The Wandoan Show Society would like to congratulate all entrants in the 2020 Wandoan Photo Challenge. There were almost 250 entries, which is close to 100 more than in 2019. Thank you all for investing in the future of the Photo Challenge with your entries.
Judging is complete and the prizewinners are announced below. Remember, judging a competition like this is a very difficult job to do and the final outcomes are the results of careful consideration. The judge has supplied some very constructive comments for us all to further understand their decisions and to take into your images for the 2021 competition. Everyone looks at an image and sees it differently.
We looked for images that:
· Fit the theme and did a good job of addressing it
· Technically good
· Original or creative (not cliches)
· Emotive (which knocks out a lot of posed or stilted shots)
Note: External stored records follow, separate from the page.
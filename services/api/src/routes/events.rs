//! Event handlers

use axum::{
    Json,
    extract::{Path, Query, State},
    http::StatusCode,
    response::IntoResponse,
};
use serde_json::json;
use tracing::info;
use uuid::Uuid;

use crate::{
    error::{ApiError, ApiResult},
    events::{EventDraft, create_event_series},
    middleware::CurrentUser,
    models::{
        PageRequest, Pagination,
        event::{CreateEventRequest, CreatedEvents, Event, EventQuery, UpdateEventRequest},
    },
    state::AppState,
    validation::{
        MAX_DESCRIPTION_CHARS, MAX_TITLE_CHARS, required_text, validate_image, validate_time,
    },
};

const DEFAULT_EVENT_LIMIT: u32 = 20;

/// `GET /events`
pub async fn list_events(
    State(state): State<AppState>,
    Query(query): Query<EventQuery>,
) -> ApiResult<impl IntoResponse> {
    let page = PageRequest::new(query.page, query.limit, DEFAULT_EVENT_LIMIT);

    let (events, total) = state
        .event_repository
        .list(&query, page, state.clock.now())
        .await?;

    Ok(Json(json!({
        "events": events,
        "pagination": Pagination::new(page, total),
    })))
}

/// `GET /events/:id`
pub async fn get_event(
    State(state): State<AppState>,
    Path(id): Path<Uuid>,
) -> ApiResult<impl IntoResponse> {
    let event = state
        .event_repository
        .record_view(id)
        .await?
        .ok_or_else(|| ApiError::not_found("Event"))?;

    Ok(Json(event))
}

/// `POST /events`
pub async fn create_event(
    State(state): State<AppState>,
    CurrentUser(user): CurrentUser,
    Json(payload): Json<CreateEventRequest>,
) -> ApiResult<impl IntoResponse> {
    let draft = EventDraft::from_request(payload, state.clock.now())?;

    info!(
        "User {} creating event {:?} on {}",
        user.id, draft.title, draft.date
    );

    let events = create_event_series(
        &state.event_repository,
        state.clock.as_ref(),
        user.id,
        &draft,
        state.settings.future_event_cap,
    )
    .await?;

    Ok((
        StatusCode::CREATED,
        Json(CreatedEvents {
            created: events.len(),
            events,
        }),
    ))
}

fn apply_changes(mut event: Event, changes: UpdateEventRequest) -> ApiResult<Event> {
    if let Some(title) = changes.title {
        event.title =
            required_text("Title", &title, MAX_TITLE_CHARS).map_err(ApiError::Validation)?;
    }

    if let Some(description) = changes.description {
        event.description = required_text("Description", &description, MAX_DESCRIPTION_CHARS)
            .map_err(ApiError::Validation)?;
    }

    if let Some(category) = changes.category {
        event.category = required_text("Category", &category, 100).map_err(ApiError::Validation)?;
    }

    if let Some(time) = changes.time {
        event.time = validate_time(Some(&time)).map_err(ApiError::Validation)?;
    }

    if let Some(is_online) = changes.is_online {
        event.is_online = is_online;
    }

    if let Some(image) = changes.image {
        let image_type = changes.image_type.or_else(|| event.image_type.clone());
        let (image, image_type) =
            validate_image(Some(&image), image_type.as_deref()).map_err(ApiError::Validation)?;
        event.image = image;
        event.image_type = image_type;
    }

    Ok(event)
}

/// `PUT /events/:id`
pub async fn update_event(
    State(state): State<AppState>,
    user: CurrentUser,
    Path(id): Path<Uuid>,
    Json(payload): Json<UpdateEventRequest>,
) -> ApiResult<impl IntoResponse> {
    let event = state
        .event_repository
        .find_by_id(id)
        .await?
        .ok_or_else(|| ApiError::not_found("Event"))?;

    user.ensure_author(event.author_id, "edit this event")?;

    let event = apply_changes(event, payload)?;
    let event = state.event_repository.update(&event).await?;

    Ok(Json(json!({
        "message": "Event updated",
        "event": event,
    })))
}

/// `DELETE /events/:id`
pub async fn delete_event(
    State(state): State<AppState>,
    user: CurrentUser,
    Path(id): Path<Uuid>,
) -> ApiResult<impl IntoResponse> {
    let event = state
        .event_repository
        .find_by_id(id)
        .await?
        .ok_or_else(|| ApiError::not_found("Event"))?;

    user.ensure_author(event.author_id, "delete this event")?;

    state.event_repository.delete_cascade(id).await?;
    info!("User {} deleted event {}", user.0.id, id);

    Ok(Json(json!({ "message": "Event deleted" })))
}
The Wandoan Show Society acknowledges the generous support of Senex as sponsor of The Wandoan Photo Challenge in 2019 and 2020.
Dogs, dogs, dogs
The judge looked for images that conveyed the personality of the subject. Anyone can take a photo of a dog that is cute, in action, doing what it normally does. Capturing the personality of the dog is where the difficulty lies.
FIRST - Jacinta Cummins
A fantastic, raw Australian backyard action scene, in the shade, under the clothesline – what you see is what you get. A dramatic grab shot that has captured the personality of the two dogs perfectly. It’s not a ‘pretty, pretty’ shot but it’s excellent and the kind of image that would do well in certain urban competitions.
SECOND - Tania Baker
Great composition and interesting dogs. Ideally it would be more evenly lit, ie; at a different time of day, taken under a tree or with a fill flash (or worked to reduce the contrast, later).
THIRD - Shauna Sorrell
An excellent action shot, great composition - would have ranked higher if the bull was sharper and the dog’s eye was visible (difficult as that is, with action).
FIRST - Payge Sinnamon
A great dog image, really well done – and it’s great to see their personality differences apparent – one smiling, one super serious
SECOND - Connor Pogan
A classic dog portrait – would be improved if the eyes were sharper (the eyes are the most important feature to have in focus in a standard portrait)
THIRD - Ara-lei Landers
Like an old film image from a 1970s photo album – complete with a shadow of the photographer’s head (which ideally wouldn’t be there). Nonetheless a great image with a lot of character.
Small Town, Big Country
From the Judge:
These three winners fit the theme really well and are very evocative; I know many people will be able to relate to these three scenes. Having no clear connection to the theme knocked out a large number of entries. It wasn’t essential to have a view to the horizon but it’s something that certainly helps convey vastness and got these three into the winner’s box.
FIRST - Jacinta Cummins
Excellent panorama – working on getting the vehicle going while the sun beats down with shade trees a fair walk away in the distance. The mob of cattle on the right hand side really gets the viewer thinking about what is going on and what will happen next. Thoughtful composition.
SECOND - Tricia Pitkin
Such an evocative shot – presumably brother and sister, playing around in a farm dam or turkey nest on a hot day. What makes this shot great is that it’s candid rather than posed and taken from a nice distance, to show the scene instead of being ‘in your face’. A classic image that shouldn’t be underestimated.
THIRD - Leisa Bowling
Presumably just before sunset on a very hot day – great shot – something many will be able to relate to. With action shots like this, having a crooked horizon is more forgivable and cropping to straighten it would impinge on the composition. Why standing back a bit pays off when taking action shots – to allow for trimming to straighten, later.
FIRST - Lachlan Moore
The red shirt helps make this image stand out, and the texture on the trees is great. What is he or she looking out for? Someone riding home? A lost dog? Re composition – better to include more of the tree on the left rather than just a distracting smudge.
SECOND - Eli Pearce
Clever way of showing the rural landscape with the town silos and tower in the background. The grass heads are a little intrusive – prune the tallest/the ones closest, next time around.
THIRD- Connor Pogan
A nice panorama and thoughtful angle, but showing up the limitations of a phone camera – would be great to be able to see the canoeist in more detail.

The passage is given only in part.